Revenons au sujet : mon nouvel attirail, costume, déguisement. Ce sera une petite salers, rougeaude et vive, équipée de deux cornes à faire pâlir d’envie un taureau de Camargue.
Nouvelle peau, nouvelle ère… enfin j’espère. Tout est nouveau ces jours dans ma vie. A me recaler des habitudes, à prendre une autre dimension, à abandonner mes hardes douloureuses. Même si la Marguerite que je suis (normal pour une vache !) ne parvient pas à guérir ses blessures. Au pays des cicatrices, les éraflures sont du petit lait.

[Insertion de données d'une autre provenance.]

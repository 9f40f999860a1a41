//! # autoguide-auth
//!
//! Client-side authentication state for the AutoGuide back office.
//!
//! ## Modules
//!
//! - `jwt`: signature-blind bearer token claims inspection (roles, expiry)
//! - `session`: session state persisted through durable storage
//! - `access`: role predicates and back-office permission aggregates

pub mod access;
pub mod jwt;
pub mod session;

pub use access::Permissions;
pub use jwt::codec;
pub use session::SessionStore;
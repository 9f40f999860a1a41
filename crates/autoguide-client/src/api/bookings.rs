//! Booking workflow endpoints.

use chrono::{DateTime, NaiveDate, Utc};
use serde::{Deserialize, Serialize};

use autoguide_core::result::AppResult;

use crate::http::RequestPipeline;

/// Lifecycle status of a booking.
#[derive(Debug, Clone, Copy, PartialEq, Eq, Serialize, Deserialize)]
#[serde(rename_all = "SCREAMING_SNAKE_CASE")]
pub enum BookingStatus {
    Created,
    Confirmed,
    Cancelled,
}

impl BookingStatus {
    /// Wire value as used in query parameters.
    pub fn as_str(&self) -> &'static str {
        match self {
            Self::Created => "CREATED",
            Self::Confirmed => "CONFIRMED",
            Self::Cancelled => "CANCELLED",
        }
    }
}

/// A booking with its denormalized guest/room display fields.
#[derive(Debug, Clone, Serialize, Deserialize)]
#[serde(rename_all = "camelCase")]
pub struct Booking {
    pub id: String,
    pub guest_id: String,
    pub guest_full_name: String,
    pub room_id: String,
    pub room_number: String,
    pub check_in_date: NaiveDate,
    pub check_out_date: NaiveDate,
    pub status: BookingStatus,
    pub created_at: DateTime<Utc>,
    pub updated_at: DateTime<Utc>,
}

/// Payload for creating a booking from the back office.
#[derive(Debug, Clone, Serialize)]
#[serde(rename_all = "camelCase")]
pub struct CreateBookingRequest {
    pub guest_id: String,
    pub room_id: String,
    pub check_in_date: NaiveDate,
    pub check_out_date: NaiveDate,
}

#[derive(Debug, Serialize)]
struct UpdateBookingStatusRequest {
    status: BookingStatus,
}

/// An AI-generated follow-up suggestion for a booking.
#[derive(Debug, Clone, Serialize, Deserialize)]
#[serde(rename_all = "camelCase")]
pub struct BookingRecommendation {
    pub id: String,
    pub booking_id: String,
    pub suggestion: String,
    pub model: String,
    pub confidence: f64,
    pub generated_at: DateTime<Utc>,
}

fn status_query(status: Option<BookingStatus>) -> Vec<(&'static str, String)> {
    status
        .map(|s| vec![("status", s.as_str().to_string())])
        .unwrap_or_default()
}

pub async fn fetch_bookings(
    http: &RequestPipeline,
    status: Option<BookingStatus>,
) -> AppResult<Vec<Booking>> {
    http.get_json_with_query("/api/v1/bookings", &status_query(status))
        .await
}

pub async fn fetch_my_bookings(
    http: &RequestPipeline,
    status: Option<BookingStatus>,
) -> AppResult<Vec<Booking>> {
    http.get_json_with_query("/api/v1/bookings/my", &status_query(status))
        .await
}

pub async fn fetch_booking_by_id(http: &RequestPipeline, id: &str) -> AppResult<Booking> {
    http.get_json(&format!("/api/v1/bookings/{id}")).await
}

pub async fn create_booking(
    http: &RequestPipeline,
    payload: &CreateBookingRequest,
) -> AppResult<Booking> {
    http.post_json("/api/v1/bookings", payload).await
}

pub async fn update_booking_status(
    http: &RequestPipeline,
    id: &str,
    status: BookingStatus,
) -> AppResult<Booking> {
    http.patch_json(
        &format!("/api/v1/bookings/{id}/status"),
        &UpdateBookingStatusRequest { status },
    )
    .await
}

pub async fn fetch_booking_recommendations(
    http: &RequestPipeline,
    booking_id: &str,
) -> AppResult<Vec<BookingRecommendation>> {
    http.get_json(&format!("/api/v1/booking-recommendations/{booking_id}"))
        .await
}
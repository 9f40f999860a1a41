//! Convenience result type alias for the AutoGuide client.

use crate::error::AppError;

/// A specialized `Result` type for AutoGuide operations.
///
/// Defined as a convenience so that every crate does not need to write
/// `Result<T, AppError>` explicitly.
pub type AppResult<T> = Result<T, AppError>;
//! Session state backed by durable storage.

pub mod store;

pub use store::{Session, SessionStore};
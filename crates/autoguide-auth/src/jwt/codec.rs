//! Signature-blind inspection of a bearer token's embedded claims.
//!
//! The middle segment of the token is base64url-encoded JSON. Nothing here
//! verifies a signature: the decoded claims are a client-side hint for
//! routing and display, and the backend enforces real authorization. Every
//! decode failure degrades to an empty default instead of an error.

use base64::Engine;
use base64::engine::general_purpose::STANDARD;
use chrono::Utc;
use serde_json::Value;

/// Safety margin subtracted from token expiry to absorb clock drift.
pub const EXPIRY_SKEW_MS: i64 = 30_000;

/// Decodes the claims payload of a token.
///
/// Splits on `.`, takes the second segment, reverses the base64url
/// transformation (`-`→`+`, `_`→`/`, `=`-pad to a multiple of four) and
/// parses the result as JSON. Returns `None` on a missing segment, invalid
/// base64, or invalid JSON.
pub fn decode_payload(token: &str) -> Option<Value> {
    let segment = token.split('.').nth(1)?;
    if segment.is_empty() {
        return None;
    }

    let normalized = segment.replace('-', "+").replace('_', "/");
    let padded = match normalized.len() % 4 {
        0 => normalized,
        rem => format!("{normalized}{}", "=".repeat(4 - rem)),
    };

    let bytes = STANDARD.decode(padded).ok()?;
    serde_json::from_slice(&bytes).ok()
}

/// Extracts `realm_access.roles`, lowercased.
///
/// Non-array roles yield an empty list; non-string entries are dropped.
/// Source order is preserved and duplicates are kept.
pub fn realm_roles(token: &str) -> Vec<String> {
    let Some(claims) = decode_payload(token) else {
        return Vec::new();
    };

    let Some(roles) = claims
        .get("realm_access")
        .and_then(|access| access.get("roles"))
        .and_then(Value::as_array)
    else {
        return Vec::new();
    };

    roles
        .iter()
        .filter_map(Value::as_str)
        .map(str::to_lowercase)
        .collect()
}

/// Extracts the `exp` claim as absolute epoch milliseconds.
///
/// Returns 0 when `exp` is absent or not a number. A zero expiry is treated
/// as non-expiring by [`is_expired`]; the deployed realm always sets `exp`,
/// so this only shows up for hand-crafted tokens.
pub fn expires_at_ms(token: &str) -> i64 {
    decode_payload(token)
        .as_ref()
        .and_then(|claims| claims.get("exp"))
        .and_then(Value::as_f64)
        .map(|exp| (exp * 1000.0) as i64)
        .unwrap_or(0)
}

/// Checks expiry against an explicit clock reading.
pub fn is_expired_at(token: &str, now_ms: i64) -> bool {
    let expires = expires_at_ms(token);
    if expires == 0 {
        return false;
    }
    now_ms >= expires - EXPIRY_SKEW_MS
}

/// Checks expiry against the system clock.
pub fn is_expired(token: &str) -> bool {
    is_expired_at(token, Utc::now().timestamp_millis())
}
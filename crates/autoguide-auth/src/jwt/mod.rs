//! Bearer token claims inspection.

pub mod codec;

pub use codec::{EXPIRY_SKEW_MS, decode_payload, expires_at_ms, is_expired, realm_roles};
//! Durable session storage trait for pluggable key-value backends.

/// Storage key holding the bearer token.
pub const TOKEN_KEY: &str = "ag_access_token";

/// Storage key holding the display username.
pub const USERNAME_KEY: &str = "ag_username";

/// Trait for the durable key-value store backing the session.
///
/// Only two keys are ever used ([`TOKEN_KEY`] and [`USERNAME_KEY`]); absence
/// of either key is equivalent to "no session". The trait is defined here in
/// `autoguide-core` and implemented in `autoguide-storage`, so tests can swap
/// the file-backed store for an in-memory fake.
///
/// Operations are synchronous: the backing store is local, and access within
/// one client process is effectively serial (last write wins).
pub trait SessionStorage: Send + Sync + std::fmt::Debug + 'static {
    /// Get a value by key. Returns `None` if the key does not exist.
    fn get(&self, key: &str) -> Option<String>;

    /// Set a value for a key, overwriting any previous value.
    fn set(&self, key: &str, value: &str);

    /// Remove a key. Removing an absent key is a no-op.
    fn remove(&self, key: &str);
}

/// Removes both session keys from storage.
pub fn clear_session_keys(storage: &dyn SessionStorage) {
    storage.remove(TOKEN_KEY);
    storage.remove(USERNAME_KEY);
}
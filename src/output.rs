//! Table and JSON output formatting for CLI commands.

use serde::Serialize;
use tabled::{Table, Tabled};

/// Output format selection
#[derive(Debug, Clone, Copy, PartialEq, Eq, clap::ValueEnum)]
pub enum OutputFormat {
    /// Human-readable table
    Table,
    /// JSON output
    Json,
}

impl Default for OutputFormat {
    fn default() -> Self {
        Self::Table
    }
}

/// Print a list of items in the selected format
pub fn print_list<T: Serialize + Tabled>(items: &[T], format: OutputFormat) {
    match format {
        OutputFormat::Table => {
            if items.is_empty() {
                println!("No results found.");
            } else {
                let table = Table::new(items).to_string();
                println!("{}", table);
            }
        }
        OutputFormat::Json => {
            let json = serde_json::to_string_pretty(items).unwrap_or_else(|_| "[]".to_string());
            println!("{}", json);
        }
    }
}

/// Print a success message
pub fn print_success(msg: &str) {
    println!("✓ {}", msg);
}

/// Print a warning message
pub fn print_warning(msg: &str) {
    println!("⚠ {}", msg);
}

/// Print a key-value pair
pub fn print_kv(key: &str, value: &str) {
    println!("  {:<24} {}", format!("{}:", key), value);
}
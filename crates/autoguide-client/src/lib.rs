//! # autoguide-client
//!
//! Networking and navigation for the AutoGuide back office.
//!
//! ## Modules
//!
//! - `http`: the request pipeline: bearer injection outbound, 401 handling
//!   and single-flight login redirect inbound
//! - `identity`: Keycloak password-grant client and registration URL builder
//! - `router`: route table metadata, the navigator, and the navigation guard
//! - `api`: typed pass-through calls to the AutoGuide REST backend

pub mod api;
pub mod http;
pub mod identity;
pub mod router;

pub use http::RequestPipeline;
pub use identity::KeycloakClient;
pub use router::{GuardDecision, NavigationGuard, Navigator, RouteName};
//! Identity provider trait abstracting the Keycloak token endpoint.

use async_trait::async_trait;
use serde::{Deserialize, Serialize};

use crate::result::AppResult;

/// Username/password credentials for the password-grant login flow.
#[derive(Debug, Clone, Serialize, Deserialize)]
pub struct Credentials {
    /// Account username.
    pub username: String,
    /// Account password.
    pub password: String,
}

/// Token endpoint response.
///
/// Only `access_token` is consumed by the session store; the remaining
/// fields are carried through for completeness.
#[derive(Debug, Clone, Serialize, Deserialize)]
pub struct TokenResponse {
    /// The bearer token to attach to API requests.
    pub access_token: String,
    /// Access token lifetime in seconds, when the provider reports one.
    #[serde(default)]
    pub expires_in: Option<u64>,
    /// Refresh token, when the provider issues one.
    #[serde(default)]
    pub refresh_token: Option<String>,
    /// Token type, normally `"Bearer"`.
    #[serde(default)]
    pub token_type: Option<String>,
}

/// Trait for the external identity provider.
///
/// Defined here so the session store does not depend on the HTTP client
/// crate; implemented by the Keycloak client in `autoguide-client`.
#[async_trait]
pub trait IdentityProvider: Send + Sync + std::fmt::Debug + 'static {
    /// Exchange credentials for a token. Any rejection is a login failure.
    async fn login(&self, credentials: &Credentials) -> AppResult<TokenResponse>;
}
//! Public (unauthenticated) content endpoints used by the guest-facing views.

use chrono::NaiveDate;
use serde::{Deserialize, Serialize};

use autoguide_core::result::AppResult;

use crate::http::RequestPipeline;

use super::bookings::Booking;
use super::hotels::Hotel;

/// Landing-page amenity blurb.
#[derive(Debug, Clone, Serialize, Deserialize)]
#[serde(rename_all = "camelCase")]
pub struct PublicAmenity {
    pub id: String,
    pub title: String,
    pub description: String,
}

/// Landing-page offer card.
#[derive(Debug, Clone, Serialize, Deserialize)]
#[serde(rename_all = "camelCase")]
pub struct PublicOffer {
    pub id: String,
    pub title: String,
    pub note: String,
    pub price_label: String,
}

/// Landing-page content bundle.
#[derive(Debug, Clone, Serialize, Deserialize)]
#[serde(rename_all = "camelCase")]
pub struct PublicHome {
    pub hero_title: String,
    pub hero_subtitle: String,
    pub hero_image_url: Option<String>,
    pub amenities: Vec<PublicAmenity>,
    pub offers: Vec<PublicOffer>,
}

/// Featured room teaser.
#[derive(Debug, Clone, Serialize, Deserialize)]
#[serde(rename_all = "camelCase")]
pub struct RoomHighlight {
    pub id: String,
    pub hotel_id: Option<String>,
    pub room_number: String,
    pub room_type: String,
    pub nightly_rate: f64,
    pub image_url: Option<String>,
    pub short_description: Option<String>,
}

/// Payload for a guest-facing booking with prepayment.
#[derive(Debug, Clone, Serialize)]
#[serde(rename_all = "camelCase")]
pub struct PublicCreateBookingRequest {
    pub full_name: String,
    pub email: String,
    pub room_id: String,
    pub check_in_date: NaiveDate,
    pub check_out_date: NaiveDate,
    pub payment_method: String,
    pub prepayment_amount: f64,
    #[serde(skip_serializing_if = "Option::is_none")]
    pub payment_reference: Option<String>,
}

pub async fn fetch_public_home(http: &RequestPipeline) -> AppResult<PublicHome> {
    http.get_json("/api/v1/public/home").await
}

pub async fn fetch_public_hotels(http: &RequestPipeline) -> AppResult<Vec<Hotel>> {
    http.get_json("/api/v1/public/hotels").await
}

pub async fn fetch_public_room_highlights(
    http: &RequestPipeline,
    limit: u32,
    hotel_id: Option<&str>,
) -> AppResult<Vec<RoomHighlight>> {
    let mut query = vec![("limit", limit.to_string())];
    if let Some(hotel_id) = hotel_id {
        query.push(("hotelId", hotel_id.to_string()));
    }
    http.get_json_with_query("/api/v1/public/rooms/highlights", &query)
        .await
}

pub async fn create_public_booking(
    http: &RequestPipeline,
    payload: &PublicCreateBookingRequest,
) -> AppResult<Booking> {
    http.post_json("/api/v1/public/bookings", payload).await
}
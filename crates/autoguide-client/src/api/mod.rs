//! Typed pass-through calls to the AutoGuide REST backend.
//!
//! Every function takes the shared [`RequestPipeline`](crate::RequestPipeline)
//! and maps one backend endpoint; no business logic lives client-side.

pub mod bookings;
pub mod guests;
pub mod hotels;
pub mod public;
pub mod rooms;

use autoguide_core::result::AppResult;

use crate::http::RequestPipeline;

/// Backend health probe.
pub async fn fetch_health(http: &RequestPipeline) -> AppResult<serde_json::Value> {
    http.get_json("/actuator/health").await
}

La Tanche n’avait qu’un tas de boue pour horizon, la Vache regarde les sommets, hume l’air frais, broute l’ivraie.
Une vache, c’est gentil, c’est mignon. Euh ! Mignon ! Mi gnon plutôt, dans le cas de la salers. De grands yeux doux de myope, mais le coup de sabot imprévisible. Encore mâtinée d’auroch. Je sais de quoi je cause, dans mon jeune temps, je me suis occupée d’un petit auroch. Faudra que je raconte.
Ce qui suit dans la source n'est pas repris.